El amor entre la sensibilidad y la inteligencia

La persona nacida en el seno de una familia que se quiere, sabe querer porque se siente querido. Al crecer irá llegando a la primera fase de pretender relacionarse con personas que no son de su familia y de establecer baremos de autoestima y de aceptación social; así llegará a los quince años de vida, aproximadamente. Será en los cinco siguientes años cuando se desarrolle la necesidad de estar con los demás en los niveles de estudio, relacionales, laborales, deportivos, espirituales, ideológicos, festivos, amistosos y amorosos.

Esa persona, que comienza a establecer con autonomía los pilares personales para su vida, habrá sido orientada o educada de muy diversas maneras para entender qué es el amor. La historia de su propia familia, el ejemplo de sus padres y hermanos, las noticias recibidas de cómo se aman -o no- las personas de su entorno, las noticias de los medios de comunicación y muchas referencias más colaborarán para que la persona se elabore su propio concepto de amor.

Mientras tanto, esa persona siente la sensibilidad, los afectos y los sentimientos en un primer lugar; son los instintos más inmediatos y elementales del querer y del ser querido sin atender a otros elementos más elevados de la persona que ilumina la inteligencia. Si el niño o el adolescente piensa, o se le ayuda a pensar, concluirá que los aspectos intelectuales son más importantes, duraderos y valiosos que los sensibles, hasta llegar a comprender que se puede amar con dolor o sin consolaciones sensibles.

La educación de los afectos, de los sentimientos, de la inteligencia y de la voluntad tendrán una gran importancia para colaborar a un recto entendimiento del amor por esta persona que se está haciendo y que en época adolescente o primeros años de juventud ha de forjar.
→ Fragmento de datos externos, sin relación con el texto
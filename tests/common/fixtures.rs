//! Test data generation utilities and predefined scenarios
//!
//! Provides a temporary workspace holding the cache file and a fake `helm`
//! binary that records every invocation, so install flows can be exercised
//! end-to-end without a cluster or network access.

#![allow(dead_code)]

use anyhow::Result;
use assert_cmd::Command;
use std::fs;
use std::path::PathBuf;
use tempfile::TempDir;

/// Environment variable the fake helm script appends its argv to.
const HELM_LOG_ENV: &str = "HELM_PILOT_TEST_LOG";

pub struct TestWorkspace {
    /// Working directory of the command under test; the cache file lives here
    pub dir: TempDir,
    /// Directory prepended to PATH, holding the fake helm binary
    pub bin_dir: PathBuf,
    /// File the fake helm appends each invocation to
    pub helm_log: PathBuf,
}

pub fn setup_workspace() -> Result<TestWorkspace> {
    let dir = TempDir::new()?;
    let bin_dir = dir.path().join("bin");
    fs::create_dir_all(&bin_dir)?;
    let helm_log = dir.path().join("helm-invocations.log");

    Ok(TestWorkspace {
        dir,
        bin_dir,
        helm_log,
    })
}

/// Installs a fake `helm` into the workspace bin directory that logs its
/// arguments and exits with `exit_code`.
pub fn install_fake_helm(workspace: &TestWorkspace, exit_code: i32) -> Result<()> {
    let script = format!(
        "#!/bin/sh\necho \"helm $@\" >> \"${HELM_LOG_ENV}\"\nexit {exit_code}\n"
    );
    let path = workspace.bin_dir.join("helm");
    fs::write(&path, script)?;

    #[cfg(unix)]
    {
        use std::os::unix::fs::PermissionsExt;
        let mut perms = fs::metadata(&path)?.permissions();
        perms.set_mode(0o755);
        fs::set_permissions(&path, perms)?;
    }

    Ok(())
}

/// Writes `official_repos.json` into the workspace from (name, organization,
/// url) triples, using the wire field names.
pub fn seed_cache(workspace: &TestWorkspace, records: &[(&str, &str, &str)]) -> Result<()> {
    let entries: Vec<String> = records
        .iter()
        .map(|(name, organization, url)| {
            format!(
                "  {{\n    \"name\": \"{name}\",\n    \"organization_name\": \"{organization}\",\n    \"url\": \"{url}\"\n  }}"
            )
        })
        .collect();

    fs::write(
        workspace.dir.path().join("official_repos.json"),
        format!("[\n{}\n]", entries.join(",\n")),
    )?;
    Ok(())
}

/// Builds a helm-pilot command running inside the workspace, with the fake
/// helm first on PATH.
pub fn helm_pilot_cmd(workspace: &TestWorkspace) -> Result<Command> {
    let mut cmd = Command::cargo_bin("helm-pilot")?;
    let path = format!(
        "{}:{}",
        workspace.bin_dir.display(),
        std::env::var("PATH").unwrap_or_default()
    );
    cmd.current_dir(workspace.dir.path())
        .env("PATH", path)
        .env(HELM_LOG_ENV, &workspace.helm_log);
    Ok(cmd)
}

/// Every invocation the fake helm recorded, one line per call.
pub fn helm_invocations(workspace: &TestWorkspace) -> Vec<String> {
    fs::read_to_string(&workspace.helm_log)
        .map(|content| content.lines().map(String::from).collect())
        .unwrap_or_default()
}
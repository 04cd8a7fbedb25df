use clap::{Parser, Subcommand};
use helm_pilot::commands::*;
use helm_pilot::core::{error::Result, print_error};
use std::env;

#[derive(Parser)]
#[command(name = "helm-pilot")]
#[command(about = "Install Kubernetes applications with Helm via Artifact Hub")]
struct Cli {
    /// Enable debug logging
    #[arg(long, global = true)]
    debug: bool,

    #[command(subcommand)]
    command: Commands,
}

#[derive(Subcommand)]
enum Commands {
    /// Install a Kubernetes application using Helm
    Install {
        /// Target namespace (created if absent)
        namespace: String,
        /// Software name to resolve on Artifact Hub
        software: String,
        /// Restrict the search to an organization (optional)
        #[arg(short = 'o', long)]
        org: Option<String>,
        /// Restrict the search to a user (optional)
        #[arg(short = 'u', long)]
        user: Option<String>,
        /// Chart version to install (optional)
        #[arg(short = 'v', long)]
        version: Option<String>,
        /// Values file passed through to helm (optional)
        #[arg(long)]
        values: Option<String>,
        /// Narrate each installer step
        #[arg(long)]
        verbose: bool,
    },
    /// Manage the list of official repositories
    Official {
        #[command(subcommand)]
        command: OfficialCommands,
    },
}

#[derive(Subcommand)]
enum OfficialCommands {
    /// List the cached official repositories
    List,
    /// Update the list of official repositories
    Update,
    /// Update the cache and show one organization's repositories
    Query {
        /// Organization name to filter by
        organization: String,
    },
}

fn main() {
    let cli = Cli::parse();

    // Configure logging based on --debug flag
    if cli.debug {
        env::set_var("RUST_LOG", "debug");
    } else {
        env::set_var("RUST_LOG", "info");
    }
    env_logger::init();

    if let Err(e) = run(cli.command) {
        print_error(&e.to_string());
        std::process::exit(1);
    }
}

fn run(command: Commands) -> Result<()> {
    match command {
        Commands::Install {
            namespace,
            software,
            org,
            user,
            version,
            values,
            verbose,
        } => execute_install(
            &namespace,
            &software,
            org.as_deref().unwrap_or_default(),
            user.as_deref().unwrap_or_default(),
            version.as_deref(),
            values.as_deref(),
            verbose,
        ),
        Commands::Official { command } => match command {
            OfficialCommands::List => execute_official_list(),
            OfficialCommands::Update => execute_official_update(),
            OfficialCommands::Query { organization } => execute_official_query(&organization),
        },
    }
}
//! External `helm` binary collaborator.
//!
//! Drives the fixed three-step install contract: add the resolved repository
//! under the software name, refresh known repositories, then install the
//! chart `software/software` into the target namespace. Each step is fatal on
//! failure and reported upward verbatim.

use crate::core::error::{HelmPilotError, Result};
use crate::core::output::print_info;
use std::ffi::OsStr;
use std::process::{Command, Stdio};

/// Wrapper around the external `helm` executable.
pub struct HelmCli {
    program: String,
    verbose: bool,
}

impl HelmCli {
    /// Uses the `helm` binary from PATH.
    pub fn new(verbose: bool) -> Self {
        Self::with_program("helm", verbose)
    }

    /// Uses an alternate program, so tests can substitute a stand-in binary.
    pub fn with_program(program: impl Into<String>, verbose: bool) -> Self {
        Self {
            program: program.into(),
            verbose,
        }
    }

    /// Adds `repo_url` as a repository named `software`, refreshes
    /// repositories, and installs `software/software` into `namespace`,
    /// creating the namespace if absent.
    pub fn install(
        &self,
        namespace: &str,
        software: &str,
        repo_url: &str,
        version: Option<&str>,
        values: Option<&str>,
    ) -> Result<()> {
        if self.verbose {
            print_info("Adding Helm repository...");
        }
        self.run("repo add", ["repo", "add", software, repo_url])?;

        if self.verbose {
            print_info("Updating Helm repositories...");
        }
        self.run("repo update", ["repo", "update"])?;

        let chart = format!("{software}/{software}");
        let mut args = vec![
            "install".to_string(),
            software.to_string(),
            chart,
            "--namespace".to_string(),
            namespace.to_string(),
            "--create-namespace".to_string(),
        ];
        if let Some(version) = version {
            args.push("--version".to_string());
            args.push(version.to_string());
        }
        if let Some(values) = values {
            args.push("--values".to_string());
            args.push(values.to_string());
        }

        if self.verbose {
            print_info(&format!("Executing: helm {}", args.join(" ")));
        }
        self.run("install", &args)
    }

    fn run<I, S>(&self, step: &str, args: I) -> Result<()>
    where
        I: IntoIterator<Item = S>,
        S: AsRef<OsStr>,
    {
        let mut command = Command::new(&self.program);
        command.args(args);

        if self.verbose {
            command.stdout(Stdio::inherit()).stderr(Stdio::inherit());
        } else {
            command.stdout(Stdio::null()).stderr(Stdio::null());
        }

        log::debug!("Running {} {step}", self.program);
        let status = command
            .status()
            .map_err(HelmPilotError::helm_launch_failed)?;

        if !status.success() {
            log::error!("helm {step} exited with {status}");
            return Err(HelmPilotError::helm_step_failed(step, status));
        }

        Ok(())
    }
}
Si se diera el caso de incidir educativamente en la sola inteligencia se puede estar ayudando a que la persona vaya perfilando únicamente amores platónicos, idealistas, fuera de la realidad y llegue a considerar irresistible la relación social por no adaptarse a sus deseos.

Si el caso es el de incidir educativamente en la sola voluntad, la persona que crece verá únicamente la necesidad de un esfuerzo constante que le hará la vida aborrecible, muy cansada.

Si la persona no se orienta ni por la inteligencia ni por la voluntad ni por ningún otro criterio razonable, se verá abandonada a la sensibilidad y los sentimientos para lograr únicamente un pseudoamor falso, también irreal, donde lo importante es el sentimiento variable, recibir y dar afectos sensibles en los que más que amor se intenta el bienestar placentero que complace el cuerpo y la piel.

La unión a la que tiende el amor debe ser primordialmente inteligente, conforme a la característica más alta de la persona. La inteligencia orientará todos los demás aspectos que favorecerán la unidad de las personas que se aman y lo lograrán conforme a las características propias de las relaciones paternales, filiales, familiares, amistosas, laborales, de noviazgo o esponsales. Si, al contrario, se llama amor al sentimiento emotivo y corporalmente sensible, lo más probable es que en poco tiempo haya un fracaso en esa unión o relación de amor porque está construida con unos cimientos débiles que no resistirán con la fuerza y solidez de la inteligencia y la voluntad las dificultades -pequeñas o grandes- que les venga a lo largo de los días, le faltarán herramientos para avanzar, romperá con las personas que así no les satisfacen y buscará otras en unas relaciones inestables que le llevarán a un fracaso vital.

Algunos poetas saben expresar el amor con elevada inteligencia y a continuación se verán dos muestras.

De Pedro Salinas: «Tú vives siempre en tus actos. Con la punta de tus dedos pulsas el mundo, le arrancas auroras, triunfos, colores, alegrías: es tu música. La vida es lo que tú tocas».

De San Juan de la Cruz: «Buscando mis amores, iré por esos montes y riberas; ni cogeré las flores, ni temeré las fieras, y pasaré los fuertes y fronteras».

El buen amor capta, acoge y se entrega a la persona amada desde lo más alto de la persona, ordenando todos los aspectos que percibe, tanto externos como interiores e invisibles.